What to produce :: Line by line, print the records exactly.

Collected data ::
◆ ◆ ◆ ◆
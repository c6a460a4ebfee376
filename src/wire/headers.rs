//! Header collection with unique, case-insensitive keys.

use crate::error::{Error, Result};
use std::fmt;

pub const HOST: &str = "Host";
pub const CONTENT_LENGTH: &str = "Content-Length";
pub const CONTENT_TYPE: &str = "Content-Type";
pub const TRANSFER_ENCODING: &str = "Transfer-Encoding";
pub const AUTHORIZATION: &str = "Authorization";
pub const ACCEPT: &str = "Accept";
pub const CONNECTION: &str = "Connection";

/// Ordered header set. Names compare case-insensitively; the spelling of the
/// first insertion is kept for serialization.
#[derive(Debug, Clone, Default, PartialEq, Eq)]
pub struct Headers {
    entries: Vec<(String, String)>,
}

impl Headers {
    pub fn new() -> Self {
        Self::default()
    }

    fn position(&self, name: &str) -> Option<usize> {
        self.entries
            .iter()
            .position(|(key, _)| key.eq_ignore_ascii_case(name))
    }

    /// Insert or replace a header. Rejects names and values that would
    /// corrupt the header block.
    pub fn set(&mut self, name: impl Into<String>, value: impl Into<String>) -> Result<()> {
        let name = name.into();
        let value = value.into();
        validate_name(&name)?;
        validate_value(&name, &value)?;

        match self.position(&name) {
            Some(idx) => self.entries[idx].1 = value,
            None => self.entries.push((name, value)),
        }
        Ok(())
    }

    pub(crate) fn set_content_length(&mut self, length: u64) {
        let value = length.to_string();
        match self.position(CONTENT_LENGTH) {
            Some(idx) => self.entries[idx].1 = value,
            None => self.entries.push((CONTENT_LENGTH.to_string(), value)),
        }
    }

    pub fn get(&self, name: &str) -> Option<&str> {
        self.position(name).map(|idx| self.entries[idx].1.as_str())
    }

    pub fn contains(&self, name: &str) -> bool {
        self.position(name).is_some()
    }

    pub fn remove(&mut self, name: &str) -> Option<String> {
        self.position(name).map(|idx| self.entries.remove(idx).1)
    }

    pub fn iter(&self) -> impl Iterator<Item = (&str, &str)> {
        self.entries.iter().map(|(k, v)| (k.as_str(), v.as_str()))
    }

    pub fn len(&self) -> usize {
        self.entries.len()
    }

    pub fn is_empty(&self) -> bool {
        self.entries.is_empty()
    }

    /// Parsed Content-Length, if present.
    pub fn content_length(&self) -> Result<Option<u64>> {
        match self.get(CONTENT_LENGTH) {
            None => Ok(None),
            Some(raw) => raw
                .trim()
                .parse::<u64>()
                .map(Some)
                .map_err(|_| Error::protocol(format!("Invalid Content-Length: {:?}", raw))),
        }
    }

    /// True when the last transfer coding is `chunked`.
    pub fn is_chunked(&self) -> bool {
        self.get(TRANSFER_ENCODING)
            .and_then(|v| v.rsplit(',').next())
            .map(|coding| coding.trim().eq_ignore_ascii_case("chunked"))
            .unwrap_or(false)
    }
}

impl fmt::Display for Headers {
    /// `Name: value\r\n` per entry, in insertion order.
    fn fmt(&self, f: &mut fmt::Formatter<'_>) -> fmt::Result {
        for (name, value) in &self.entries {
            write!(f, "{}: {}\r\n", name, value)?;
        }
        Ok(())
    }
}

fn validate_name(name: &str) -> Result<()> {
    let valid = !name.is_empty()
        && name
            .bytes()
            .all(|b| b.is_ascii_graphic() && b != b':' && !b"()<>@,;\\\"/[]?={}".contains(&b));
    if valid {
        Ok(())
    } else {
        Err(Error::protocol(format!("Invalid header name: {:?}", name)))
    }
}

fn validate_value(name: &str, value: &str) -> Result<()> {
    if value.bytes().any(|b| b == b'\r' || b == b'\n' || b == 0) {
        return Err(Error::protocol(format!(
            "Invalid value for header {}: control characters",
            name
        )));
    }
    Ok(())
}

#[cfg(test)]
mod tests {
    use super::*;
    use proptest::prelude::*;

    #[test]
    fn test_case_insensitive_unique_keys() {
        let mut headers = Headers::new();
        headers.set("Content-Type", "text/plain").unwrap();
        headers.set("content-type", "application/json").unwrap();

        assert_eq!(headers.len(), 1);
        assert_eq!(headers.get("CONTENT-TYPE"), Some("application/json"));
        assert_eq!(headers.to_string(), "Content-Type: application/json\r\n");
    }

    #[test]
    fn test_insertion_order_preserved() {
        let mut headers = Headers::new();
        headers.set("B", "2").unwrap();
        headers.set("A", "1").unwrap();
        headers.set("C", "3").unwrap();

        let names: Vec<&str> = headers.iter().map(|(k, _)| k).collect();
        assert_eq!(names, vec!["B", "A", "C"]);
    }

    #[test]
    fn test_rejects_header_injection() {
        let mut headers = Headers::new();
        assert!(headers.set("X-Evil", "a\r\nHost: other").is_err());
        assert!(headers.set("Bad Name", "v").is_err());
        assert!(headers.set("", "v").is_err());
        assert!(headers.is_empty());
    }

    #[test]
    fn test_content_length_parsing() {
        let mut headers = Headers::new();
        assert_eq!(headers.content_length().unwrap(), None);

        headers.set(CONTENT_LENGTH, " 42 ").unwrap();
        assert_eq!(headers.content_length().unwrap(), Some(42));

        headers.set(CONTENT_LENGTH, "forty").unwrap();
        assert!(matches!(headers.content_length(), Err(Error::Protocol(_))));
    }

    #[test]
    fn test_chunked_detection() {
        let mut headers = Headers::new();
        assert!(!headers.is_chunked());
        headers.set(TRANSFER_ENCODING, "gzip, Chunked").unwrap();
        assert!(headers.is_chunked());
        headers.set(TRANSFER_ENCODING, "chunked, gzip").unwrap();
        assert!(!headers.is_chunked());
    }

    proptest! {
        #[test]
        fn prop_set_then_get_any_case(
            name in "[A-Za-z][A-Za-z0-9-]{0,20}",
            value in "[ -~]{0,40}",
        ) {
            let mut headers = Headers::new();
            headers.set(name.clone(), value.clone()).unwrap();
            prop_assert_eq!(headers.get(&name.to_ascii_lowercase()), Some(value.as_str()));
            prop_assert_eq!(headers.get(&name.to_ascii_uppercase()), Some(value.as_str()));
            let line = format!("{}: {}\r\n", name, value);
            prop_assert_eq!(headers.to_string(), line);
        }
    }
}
◆ ◆ ◆ ◆
Answer box ::
repository c6a460a4ebfee376
filename src/wire/headers.rs
//! Header collection with unique, case-insensitive keys.

use crate::error::{Error, Result};
use std::fmt;

pub const HOST: &str = "Host";
pub const CONTENT_LENGTH: &str = "Content-Length";
pub const CONTENT_TYPE: &str = "Content-Type";
pub const TRANSFER_ENCODING: &str = "Transfer-Encoding";
pub const AUTHORIZATION: &str = "Authorization";
pub const ACCEPT: &str = "Accept";
pub const CONNECTION: &str = "Connection";

/// Ordered header set. Names compare case-insensitively; the spelling of the
/// first insertion is kept for serialization.
#[derive(Debug, Clone, Default, PartialEq, Eq)]
pub struct Headers {
    entries: Vec<(String, String)>,
}

impl Headers {
    pub fn new() -> Self {
        Self::default()
    }

    fn position(&self, name: &str) -> Option<usize> {
        self.entries
            .iter()
            .position(|(key, _)| key.eq_ignore_ascii_case(name))
    }

    /// Insert or replace a header. Rejects names and values that would
    /// corrupt the header block.
    pub fn set(&mut self, name: impl Into<String>, value: impl Into<String>) -> Result<()> {
        let name = name.into();
        let value = value.into();
        validate_name(&name)?;
        validate_value(&name, &value)?;

        match self.position(&name) {
            Some(idx) => self.entries[idx].1 = value,
            None => self.entries.push((name, value)),
        }
        Ok(())
    }

    pub(crate) fn set_content_length(&mut self, length: u64) {
        let value = length.to_string();
        match self.position(CONTENT_LENGTH) {
            Some(idx) => self.entries[idx].1 = value,
            None => self.entries.push((CONTENT_LENGTH.to_string(), value)),
        }
    }

    pub fn get(&self, name: &str) -> Option<&str> {
        self.position(name).map(|idx| self.entries[idx].1.as_str())
    }

    pub fn contains(&self, name: &str) -> bool {
        self.position(name).is_some()
    }

    pub fn remove(&mut self, name: &str) -> Option<String> {
        self.position(name).map(|idx| self.entries.remove(idx).1)
    }

    pub fn iter(&self) -> impl Iterator<Item = (&str, &str)> {
        self.entries.iter().map(|(k, v)| (k.as_str(), v.as_str()))
    }

    pub fn len(&self) -> usize {
        self.entries.len()
    }

    pub fn is_empty(&self) -> bool {
        self.entries.is_empty()
    }

    /// Parsed Content-Length, if present.
    pub fn content_length(&self) -> Result<Option<u64>> {
        match self.get(CONTENT_LENGTH) {
            None => Ok(None),
            Some(raw) => raw
                .trim()
                .parse::<u64>()
                .map(Some)
                .map_err(|_| Error::protocol(format!("Invalid Content-Length: {:?}", raw))),
        }
    }

    /// True when the last transfer coding is `chunked`.
    pub fn is_chunked(&self) -> bool {
        self.get(TRANSFER_ENCODING)
            .and_then(|v| v.rsplit(',').next())
            .map(|coding| coding.trim().eq_ignore_ascii_case("chunked"))
            .unwrap_or(false)
    }
}

impl fmt::Display for Headers {
    /// `Name: value\r\n` per entry, in insertion order.
    fn fmt(&self, f: &mut fmt::Formatter<'_>) -> fmt::Result {
        for (name, value) in &self.entries {
            write!(f, "{}: {}\r\n", name, value)?;
        }
        Ok(())
    }
}

fn validate_name(name: &str) -> Result<()> {
    let valid = !name.is_empty()
        && name
            .bytes()
            .all(|b| b.is_ascii_graphic() && b != b':' && !b"()<>@,;\\\"/[]?={}".contains(&b));
    if valid {
        Ok(())
    } else {
        Err(Error::protocol(format!("Invalid header name: {:?}", name)))
    }
}

fn validate_value(name: &str, value: &str) -> Result<()> {
    if value.bytes().any(|b| b == b'\r' || b == b'\n' || b == 0) {
        return Err(Error::protocol(format!(
            "Invalid value for header {}: control characters",
            name
        )));
    }
    Ok(())
}

#[cfg(test)]
mod tests {
    use super::*;
    use proptest::prelude::*;

    #[test]
    fn test_case_insensitive_unique_keys() {
        let mut headers = Headers::new();
        headers.set("Content-Type", "text/plain").unwrap();
        headers.set("content-type", "application/json").unwrap();

        assert_eq!(headers.len(), 1);
        assert_eq!(headers.get("CONTENT-TYPE"), Some("application/json"));
        assert_eq!(headers.to_string(), "Content-Type: application/json\r\n");
    }

    #[test]
    fn test_insertion_order_preserved() {
        let mut headers = Headers::new();
        headers.set("B", "2").unwrap();
        headers.set("A", "1").unwrap();
        headers.set("C", "3").unwrap();

        let names: Vec<&str> = headers.iter().map(|(k, _)| k).collect();
        assert_eq!(names, vec!["B", "A", "C"]);
    }

    #[test]
    fn test_rejects_header_injection() {
        let mut headers = Headers::new();
        assert!(headers.set("X-Evil", "a\r\nHost: other").is_err());
        assert!(headers.set("Bad Name", "v").is_err());
        assert!(headers.set("", "v").is_err());
        assert!(headers.is_empty());
    }

    #[test]
    fn test_content_length_parsing() {
        let mut headers = Headers::new();
        assert_eq!(headers.content_length().unwrap(), None);

        headers.set(CONTENT_LENGTH, " 42 ").unwrap();
        assert_eq!(headers.content_length().unwrap(), Some(42));

        headers.set(CONTENT_LENGTH, "forty").unwrap();
        assert!(matches!(headers.content_length(), Err(Error::Protocol(_))));
    }

    #[test]
    fn test_chunked_detection() {
        let mut headers = Headers::new();
        assert!(!headers.is_chunked());
        headers.set(TRANSFER_ENCODING, "gzip, Chunked").unwrap();
        assert!(headers.is_chunked());
        headers.set(TRANSFER_ENCODING, "chunked, gzip").unwrap();
        assert!(!headers.is_chunked());
    }

    proptest! {
        #[test]
        fn prop_set_then_get_any_case(
            name in "[A-Za-z][A-Za-z0-9-]{0,20}",
            value in "[ -~]{0,40}",
        ) {
            let mut headers = Headers::new();
            headers.set(name.clone(), value.clone()).unwrap();
            prop_assert_eq!(headers.get(&name.to_ascii_lowercase()), Some(value.as_str()));
            prop_assert_eq!(headers.get(&name.to_ascii_uppercase()), Some(value.as_str()));
            let line = format!("{}: {}\r\n", name, value);
            prop_assert_eq!(headers.to_string(), line);
        }
    }
}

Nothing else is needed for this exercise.